Barring a few exceptions, most of Alpana’s work bring into play a sense of displacement born out of her exile. To look at Alpana’s figurative and the non-figurative proposition is to realise that the works are not only about feeling but also about knowing. The knowledge that reality is adverse and the individual’s destiny is being marred by depredation is one aspect that the artist harps on in most of her images. The wide-open eye that is the mark of many a portraiture— both small and big—perhaps refers to the witness who devours all, but is unable to do much. As such, tranquility has been postponed in Alpana’s world; most of the works put forward this very message by way of gestural rendition of a recognised reality.

The exhibition was held from 16 to 28 February 2006 at the Bengal Gallery of Fine Arts.  immersed in the personal

In the last five years or so Anwar Hossain, a leading photographer of the country, has become more self-indulgent. Initially, it was the intrusion of his own hand into the frame of the picture that strove to bring into play the ‘self’ in what could otherwise be referred to as still-life; then came a flurry of images that zeroed in on his own family members. The recent exhibition titled Lilas-Bangla, which brings into view glimpses of the children of Bangladesh alongside photographs of Hossain’s two sons, is for the most part a meditation on children and their environment.

‘I’m no longer just Anwar Hossain, I’m Anwar Hossain with a family, and this is reflected in the exhibition,’ the veteran photographer declares. Clearly, after becoming a father Hossain views children from a paternal perspective.

His children, Akash (8) and Meghdoot (5), have become his inspiration. Hossain has untiringly recorded their lives and in his recent show he juxtaposes them with his photographs of Bangladeshi children, taken in the last thirty-five years or so. Each photograph captures a moment in the life of his two children and has been paired with matching or contrasting photographs of the children of Bangladesh.

The photographs of Hossain’s own children were taken in Les Lilas—a district near Paris in France, ‘which is not bigger than Dhanmondi.’ As for the photographs of Bangladeshi children, they are culled from diverse collections. From a mother reaching out to her toddler on a river bank to a disabled child sitting all alone in front of the Shahid Minar—the monument for the language martyrs—to children busy helping their parents in carrying canes or goading goats, the list is unending. While the photographs of Bangladeshi children provide a window on our rural society, the bulk of the work that records Hossain’s own children is made up of the kind of snapshots that usually adorn family albums.

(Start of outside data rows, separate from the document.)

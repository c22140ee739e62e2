//! Eco-label detection
//!
//! By default the whole raw markup is scanned, so labels that only appear in
//! scripts, attributes or structured data are reported too.

use scraper::node::Node;
use scraper::Html;
use serde::{Deserialize, Serialize};

use crate::signals::KNOWN_ECO_LABELS;

/// Which part of the page is searched for label names
#[derive(Debug, Clone, Copy, PartialEq, Eq, Default, Serialize, Deserialize)]
#[serde(rename_all = "snake_case")]
pub enum LabelScope {
    /// The entire raw document, markup included
    #[default]
    RawDocument,
    /// Text nodes outside `script`, `style`, `noscript` and `template`
    VisibleText,
}

/// Known labels found in `html`, in table order
pub fn detect_eco_labels(html: &str, scope: LabelScope) -> Vec<String> {
    let haystack = match scope {
        LabelScope::RawDocument => html.to_lowercase(),
        LabelScope::VisibleText => visible_text(&Html::parse_document(html)).to_lowercase(),
    };

    KNOWN_ECO_LABELS
        .iter()
        .filter(|label| haystack.contains(&label.to_lowercase()))
        .map(|label| label.to_string())
        .collect()
}

fn visible_text(document: &Html) -> String {
    let mut text = String::new();

    for node in document.tree.nodes() {
        let Node::Text(chunk) = node.value() else {
            continue;
        };
        let hidden = node
            .parent()
            .and_then(|parent| parent.value().as_element())
            .map(|el| matches!(el.name(), "script" | "style" | "noscript" | "template"))
            .unwrap_or(false);
        if !hidden {
            text.push_str(chunk);
            text.push(' ');
        }
    }

    text
}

The images depict mundane every-day happenings and are informal in their approach.

It is the formal beauty in things and the naturalness of the humans that used to be the basic focus of Hossain’s photographs. These won the hearts of viewers over the years. The other important factor in his work has been the juxtaposition of particularly unassuming images against other related or divergent images that lend the composition a sense of the surreal. This later ploy has made a few of the photographs of Hossain’s sons striking. In one such image Akash is seen under an umbrella in front of a billboard showing a huge lion sporting a sunglass, its gaping mouth revealing two of its saber teeth in its lower jaw. While the image of the lion recalls the narcissistic world of fashion and advertisement, the face of the child under the umbrella provides an overwhelming sense of innocence. This playful juxtaposition of two contrasting images in one picture enables the photographer to make an oblique statement on present-day reality and its power to encroach on the most private space of the individual—the mind. It is in such pictures that Hossain uses the camera as a tool to respond to the world in which he now lives. It is in such occasions that his passion for humanity finds a proper conduit.                            

Hossain believes that photography is a way of coming to terms with one’s most intimate feelings. As such, a photographer’s role is not limited to producing visual notations on favourite subjects; rather it extends into the private domain. It is this personal passion that still drives the fifty-plus Hossain.

The exhibition titled Lilas-Bangla was held from 16 to 29 March at La Gallerie, Alliance Farancaise, Dhaka.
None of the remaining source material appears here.